(Beginning of Information provided)

//! Assembles the per-frame [`CallChainEntry`] list: each non-external frame
//! gets its enclosing symbol and that file's resolved imports attached.

use std::path::Path;

use faultline_core::types::{CallChainEntry, Frame, Language};
use faultline_parsers::import_resolver::resolve_imports;
use faultline_parsers::registry::ParserRegistry;
use faultline_parsers::treesitter::detect_language;

/// Chains longer than this are trimmed, keeping both ends: the outermost
/// caller is as useful as the crash site, and a long middle is usually the
/// least informative part of a stack.
pub const MAX_CHAIN_LENGTH: usize = 10;

/// Upstream (importer) traversal is capped to this many files.
pub const MAX_UPSTREAM_FILES: usize = 5;

/// Default BFS depth for upstream traversal.
pub const DEFAULT_UPSTREAM_DEPTH: usize = 2;

/// Builds and trims the call chain for `frames`, all relative to `root`.
/// `default_language` is used for frames whose extension doesn't map to a
/// recognized language (e.g. a file with no extension).
pub fn assemble_call_chain(
    root: &Path,
    frames: &[Frame],
    default_language: Language,
    registry: &mut ParserRegistry,
) -> Vec<CallChainEntry> {
    let mut entries = Vec::with_capacity(frames.len());

    for frame in frames {
        if frame.external {
            entries.push(CallChainEntry {
                frame: frame.clone(),
                symbol: None,
                imports: Vec::new(),
            });
            continue;
        }

        let frame_path = Path::new(&frame.file);
        let language = detect_language(frame_path).unwrap_or(default_language);

        let Ok(source) = std::fs::read_to_string(root.join(frame_path)) else {
            tracing::warn!(file = %frame.file, "could not read frame source during call chain assembly");
            entries.push(CallChainEntry {
                frame: frame.clone(),
                symbol: None,
                imports: Vec::new(),
            });
            continue;
        };

        let symbol = registry.symbol_at_line(language, frame_path, &source, frame.line);
        let imports = resolve_imports(language, root, frame_path, &source);
        entries.push(CallChainEntry {
            frame: frame.clone(),
            symbol: Some(symbol),
            imports,
        });
    }

    trim_chain(entries)
}

fn trim_chain(entries: Vec<CallChainEntry>) -> Vec<CallChainEntry> {
    if entries.len() <= MAX_CHAIN_LENGTH {
        return entries;
    }
    let head = MAX_CHAIN_LENGTH / 2;
    let tail = MAX_CHAIN_LENGTH - head;
    let mut result = entries[..head].to_vec();
    result.extend_from_slice(&entries[entries.len() - tail..]);
    result
}

#[cfg(test)]
mod tests {
    use super::*;
    use std::fs;
    use tempfile::tempdir;

    fn frame(file: &str, line: u32) -> Frame {
        Frame {
            file: file.to_string(),
            line,
            column: None,
            symbol: None,
            raw_text: String::new(),
            external: false,
        }
    }

    #[test]
    fn attaches_enclosing_symbol_and_imports() {
        let dir = tempdir().unwrap();
        let root = dir.path();
        fs::write(root.join("a.py"), "import b\n\ndef handle():\n    return 1\n").unwrap();

        let mut registry = ParserRegistry::new();
        let chain = assemble_call_chain(root, &[frame("a.py", 4)], Language::Python, &mut registry);

        assert_eq!(chain.len(), 1);
        assert_eq!(chain[0].symbol.as_ref().unwrap().name, "handle");
        assert_eq!(chain[0].imports.len(), 1);
    }

    #[test]
    fn external_frames_get_no_symbol_lookup() {
        let dir = tempdir().unwrap();
        let mut registry = ParserRegistry::new();
        let mut external = frame("site-packages/requests/api.py", 10);
        external.external = true;
        let chain = assemble_call_chain(dir.path(), &[external], Language::Python, &mut registry);
        assert!(chain[0].symbol.is_none());
    }

    #[test]
    fn long_chain_is_trimmed_keeping_both_ends() {
        let dir = tempdir().unwrap();
        let frames: Vec<Frame> = (0..20).map(|i| frame("missing.py", i)).collect();
        let mut registry = ParserRegistry::new();
        let chain = assemble_call_chain(dir.path(), &frames, Language::Python, &mut registry);
        assert_eq!(chain.len(), MAX_CHAIN_LENGTH);
        assert_eq!(chain.first().unwrap().frame.line, 0);
        assert_eq!(chain.last().unwrap().frame.line, 19);
    }
}
//! Routes and handlers: `POST /analyze`, `GET /health`, `GET /info`.

use std::collections::HashMap;
use std::path::PathBuf;

use axum::extract::State;
use axum::http::StatusCode;
use axum::response::Json;
use axum::routing::{get, post};
use axum::Router;
use serde::{Deserialize, Serialize};

use faultline_core::error::FaultlineError;
use faultline_core::types::{FixProposal, Language, ReadSource};
use faultline_investigate::investigate;
use faultline_patch::compute_diffs;

use crate::{auth, SharedState};

pub fn router(state: SharedState) -> Router {
    let cors = auth::cors_layer(&state.config.server);

    Router::new()
        .route("/analyze", post(analyze))
        .route("/health", get(health))
        .route("/info", get(info))
        .layer(axum::middleware::from_fn_with_state(state.clone(), auth::require_api_key))
        .layer(cors)
        .with_state(state)
}

#[derive(Debug, Deserialize)]
pub struct AnalyzeRequest {
    pub log: String,
    #[serde(default)]
    pub context: Option<String>,
    #[serde(default)]
    pub project_root: Option<String>,
    #[serde(default)]
    pub language: Option<String>,
}

#[derive(Debug, Serialize)]
pub struct AdditionalFixResponse {
    pub filepath: Option<String>,
    pub full_code_block: String,
    pub explanation: String,
}

#[derive(Debug, Serialize)]
pub struct AnalyzeResponse {
    pub explanation: String,
    pub code: String,
    pub filepath: Option<String>,
    pub diff: Option<String>,
    pub root_cause_file: Option<String>,
    pub root_cause_explanation: Option<String>,
    pub additional_fixes: Vec<AdditionalFixResponse>,
    pub files_read: Vec<String>,
    pub files_read_sources: HashMap<String, String>,
}

#[derive(Debug, Serialize)]
pub struct HealthResponse {
    pub status: String,
    pub version: String,
    pub api_key_configured: bool,
}

#[derive(Debug, Serialize)]
pub struct Capabilities {
    pub multi_language: bool,
    pub deep_debugging: bool,
    pub root_cause_analysis: bool,
    pub multiple_fixes: bool,
}

#[derive(Debug, Serialize)]
pub struct InfoResponse {
    pub version: String,
    pub supported_languages: Vec<&'static str>,
    pub capabilities: Capabilities,
}

#[derive(Debug, Serialize)]
struct ErrorResponse {
    error: String,
}

async fn health(State(state): State<SharedState>) -> Json<HealthResponse> {
    Json(HealthResponse {
        status: "ok".to_string(),
        version: env!("CARGO_PKG_VERSION").to_string(),
        api_key_configured: state.config.api_key_configured(),
    })
}

async fn info() -> Json<InfoResponse> {
    Json(InfoResponse {
        version: env!("CARGO_PKG_VERSION").to_string(),
        supported_languages: vec!["python", "javascript", "typescript", "go", "rust", "java"],
        capabilities: Capabilities {
            multi_language: true,
            deep_debugging: true,
            root_cause_analysis: true,
            multiple_fixes: true,
        },
    })
}

async fn analyze(
    State(state): State<SharedState>,
    Json(req): Json<AnalyzeRequest>,
) -> Result<Json<AnalyzeResponse>, (StatusCode, Json<ErrorResponse>)> {
    if req.log.trim().is_empty() {
        return Err(to_response_error(FaultlineError::LogEmpty));
    }
    if req.log.len() > state.config.size_caps.max_log_bytes {
        return Err(to_response_error(FaultlineError::SizeCapExceeded {
            what: "log".to_string(),
            actual: req.log.len(),
            limit: state.config.size_caps.max_log_bytes,
        }));
    }

    let root = resolve_root(&state, req.project_root.as_deref());

    let hint = req.language.as_deref().and_then(Language::from_str_loose);
    let parsed = faultline_parsers::traceback::parse(&req.log, hint);

    let context = investigate(
        &root,
        &parsed.frames,
        parsed.language,
        parsed.error_message.as_deref(),
        &state.config.size_caps,
    );

    let mut prompt = faultline_llm::build_prompt(&req.log, &context);
    if let Some(extra) = &req.context {
        prompt.push_str("\n\nADDITIONAL CONTEXT:\n");
        prompt.push_str(extra);
    }

    let proposal = state.client.generate_fix_proposal(&prompt).await.map_err(to_response_error)?;
    let diffs = compute_diffs(&root, &proposal);

    Ok(Json(build_response(&proposal, &diffs, &context.files_read)))
}

fn resolve_root(state: &SharedState, client_root: Option<&str>) -> PathBuf {
    if state.config.server.allow_client_project_root {
        if let Some(root) = client_root {
            return PathBuf::from(root);
        }
    }
    std::env::current_dir().unwrap_or_else(|_| PathBuf::from("."))
}

fn build_response(
    proposal: &FixProposal,
    diffs: &[faultline_core::types::FileDiff],
    files_read: &[(String, ReadSource)],
) -> AnalyzeResponse {
    let diff = proposal
        .filepath
        .as_deref()
        .and_then(|fp| diffs.iter().find(|d| d.filepath == fp))
        .map(|d| d.diff_text.clone());

    let additional_fixes = proposal
        .additional_fixes
        .iter()
        .map(|f| AdditionalFixResponse {
            filepath: f.filepath.clone(),
            full_code_block: f.full_code_block.clone(),
            explanation: f.explanation.clone(),
        })
        .collect();

    let files_read_sources = files_read
        .iter()
        .map(|(path, source)| (path.clone(), read_source_str(*source).to_string()))
        .collect();

    AnalyzeResponse {
        explanation: proposal.explanation.clone(),
        code: proposal.full_code_block.clone(),
        filepath: proposal.filepath.clone(),
        diff,
        root_cause_file: proposal.root_cause_file.clone(),
        root_cause_explanation: proposal.root_cause_explanation.clone(),
        additional_fixes,
        files_read: files_read.iter().map(|(path, _)| path.clone()).collect(),
        files_read_sources,
    }
}

fn read_source_str(source: ReadSource) -> &'static str {
    match source {
        ReadSource::Traceback => "traceback",
        ReadSource::Import => "import",
        ReadSource::Scan => "scan",
        ReadSource::Manual => "manual",
    }
}

fn to_response_error(err: FaultlineError) -> (StatusCode, Json<ErrorResponse>) {
    let status = match err {
        FaultlineError::LogEmpty | FaultlineError::SizeCapExceeded { .. } | FaultlineError::PathEscape(_) => {
            StatusCode::BAD_REQUEST
        }
        FaultlineError::UpstreamRateLimited { .. }
        | FaultlineError::UpstreamExhausted
        | FaultlineError::ModelOutputInvalid(_) => StatusCode::BAD_GATEWAY,
        _ => StatusCode::INTERNAL_SERVER_ERROR,
    };
    (status, Json(ErrorResponse { error: err.to_string() }))
}
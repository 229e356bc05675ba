//! Computes unified diffs between a [`FixProposal`]'s proposed file
//! contents and what's actually on disk.

use std::path::Path;

use faultline_core::types::{FileDiff, FixProposal};
use similar::TextDiff;

const CONTEXT_RADIUS: usize = 3;

/// Computes one [`FileDiff`] per file touched by `proposal` (the primary
/// fix plus any `additional_fixes`), against the file's current on-disk
/// contents. A file that doesn't exist yet diffs against an empty string.
pub fn compute_diffs(root: &Path, proposal: &FixProposal) -> Vec<FileDiff> {
    let mut diffs = Vec::new();
    collect(root, proposal, &mut diffs);
    diffs
}

fn collect(root: &Path, proposal: &FixProposal, out: &mut Vec<FileDiff>) {
    if let Some(filepath) = &proposal.filepath {
        out.push(diff_one(root, filepath, &proposal.full_code_block));
    }
    for additional in &proposal.additional_fixes {
        collect(root, additional, out);
    }
}

fn diff_one(root: &Path, filepath: &str, new_content: &str) -> FileDiff {
    let current = std::fs::read_to_string(root.join(filepath)).unwrap_or_default();
    let diff = TextDiff::from_lines(&current, new_content);
    let diff_text = diff
        .unified_diff()
        .context_radius(CONTEXT_RADIUS)
        .header(&format!("a/{filepath}"), &format!("b/{filepath}"))
        .to_string();

    FileDiff {
        filepath: filepath.to_string(),
        diff_text,
    }
}
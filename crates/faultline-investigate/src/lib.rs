//! Turns a parsed traceback (or, failing that, a bare project tree) into
//! the structured context the prompt builder renders for the model.

pub mod call_chain;
pub mod context;
pub mod error_analyzer;

pub use context::{investigate, InvestigationContext, UpstreamFile};
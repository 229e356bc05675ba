//! Rust panics carry the crash-site location in the `panicked at` header
//! line itself; an optional `RUST_BACKTRACE` dump adds numbered frames
//! above it, innermost-first, which are reversed and filtered down to
//! project-relevant symbols (panic-runtime and std frames are dropped).

use std::sync::OnceLock;

use faultline_core::types::Frame;
use regex::Regex;

fn panic_header_re() -> &'static Regex {
    static RE: OnceLock<Regex> = OnceLock::new();
    RE.get_or_init(|| Regex::new(r"panicked at (?P<file>[^:]+):(?P<line>\d+):(?P<col>\d+):").unwrap())
}

fn backtrace_frame_re() -> &'static Regex {
    static RE: OnceLock<Regex> = OnceLock::new();
    RE.get_or_init(|| Regex::new(r"(?m)^\s*\d+:\s+(?P<symbol>\S.*)$").unwrap())
}

fn backtrace_location_re() -> &'static Regex {
    static RE: OnceLock<Regex> = OnceLock::new();
    RE.get_or_init(|| Regex::new(r"^\s*at (?P<file>[^:]+):(?P<line>\d+)(?::(?P<col>\d+))?").unwrap())
}

pub fn parse(log: &str) -> (Vec<Frame>, Option<String>) {
    let mut frames = Vec::new();

    if let Some(caps) = panic_header_re().captures(log) {
        frames.push(Frame {
            file: caps["file"].to_string(),
            line: caps["line"].parse().unwrap_or(0),
            column: caps["col"].parse().ok(),
            symbol: None,
            raw_text: caps.get(0).unwrap().as_str().trim().to_string(),
            external: false,
        });
    }

    let lines: Vec<&str> = log.lines().collect();
    let mut backtrace = Vec::new();
    let mut pending_symbol: Option<String> = None;
    for line in &lines {
        if let Some(caps) = backtrace_frame_re().captures(line) {
            pending_symbol = Some(caps["symbol"].trim().to_string());
            continue;
        }
        if let Some(caps) = backtrace_location_re().captures(line) {
            if let Some(symbol) = pending_symbol.take() {
                if !is_internal(&symbol) {
                    backtrace.push(Frame {
                        file: caps["file"].to_string(),
                        line: caps["line"].parse().unwrap_or(0),
                        column: caps.name("col").and_then(|m| m.as_str().parse().ok()),
                        symbol: Some(symbol),
                        raw_text: line.trim().to_string(),
                        external: false,
                    });
                }
            }
        }
    }
    backtrace.reverse();
    frames.extend(backtrace);

    let error_message = panic_message(log);
    (frames, error_message)
}

fn is_internal(symbol: &str) -> bool {
    symbol.starts_with("std::")
        || symbol.starts_with("core::")
        || symbol.starts_with("rust_begin_unwind")
        || symbol.starts_with("__rust")
}

fn panic_message(log: &str) -> Option<String> {
    let header_line = log.lines().find(|l| l.contains("panicked at"))?;
    let after_header = log.split(header_line).nth(1)?;
    after_header
        .lines()
        .find(|l| !l.trim().is_empty())
        .map(|l| l.trim().to_string())
}

#[cfg(test)]
mod tests {
    use super::*;

    #[test]
    fn extracts_panic_site_and_message_without_backtrace() {
        let log = "thread 'main' panicked at src/main.rs:10:5:\nindex out of bounds: the len is 3 but the index is 5\nnote: run with `RUST_BACKTRACE=1` environment variable to display a backtrace\n";
        let (frames, message) = parse(log);
        assert_eq!(frames.len(), 1);
        assert_eq!(frames[0].file, "src/main.rs");
        assert_eq!(frames[0].line, 10);
        assert_eq!(
            message.as_deref(),
            Some("index out of bounds: the len is 3 but the index is 5")
        );
    }

    #[test]
    fn backtrace_frames_are_reversed_and_internals_dropped() {
        let log = "thread 'main' panicked at src/main.rs:10:5:\nboom\nstack backtrace:\n   0: rust_begin_unwind\n   1: core::panicking::panic_fmt\n   2: myapp::main\n             at src/main.rs:10:5\n";
        let (frames, _) = parse(log);
        // frame 0 from the header, frame 1 from the filtered backtrace.
        assert_eq!(frames.len(), 2);
        assert_eq!(frames[1].symbol.as_deref(), Some("myapp::main"));
    }
}
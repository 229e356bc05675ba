//! Error taxonomy surfaced to callers of the investigation and patching pipeline.
//!
//! Each variant corresponds to a distinct recovery path: some are fatal for
//! the current request, others are recorded as diagnostics and the pipeline
//! continues with degraded context.

use thiserror::Error;

#[derive(Debug, Error)]
pub enum FaultlineError {
    #[error("log is empty")]
    LogEmpty,

    #[error("language could not be detected from the log")]
    LanguageUnknown,

    #[error("failed to parse {path}: {reason}")]
    ParseFailed { path: String, reason: String },

    #[error("path escapes project root: {0}")]
    PathEscape(String),

    #[error("size cap exceeded: {what} is {actual} bytes, limit is {limit}")]
    SizeCapExceeded {
        what: String,
        actual: usize,
        limit: usize,
    },

    #[error("upstream rate limited on model {model}")]
    UpstreamRateLimited { model: String },

    #[error("all configured (key, model) pairs failed")]
    UpstreamExhausted,

    #[error("model output was not valid JSON after one corrective retry: {0}")]
    ModelOutputInvalid(String),

    #[error("failed to write {path}: {reason}")]
    WriteFailed { path: String, reason: String },

    #[error("io error: {0}")]
    Io(#[from] std::io::Error),
}

pub type Result<T> = std::result::Result<T, FaultlineError>;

(End of Information provided)

▶ _Exercise description_: List all lines in the material containing the string "column".

▶ _Response box_:
            column: None,
            column: caps["col"].parse().ok(),
                        column: caps.name("col").and_then(|m| m.as_str().parse().ok()),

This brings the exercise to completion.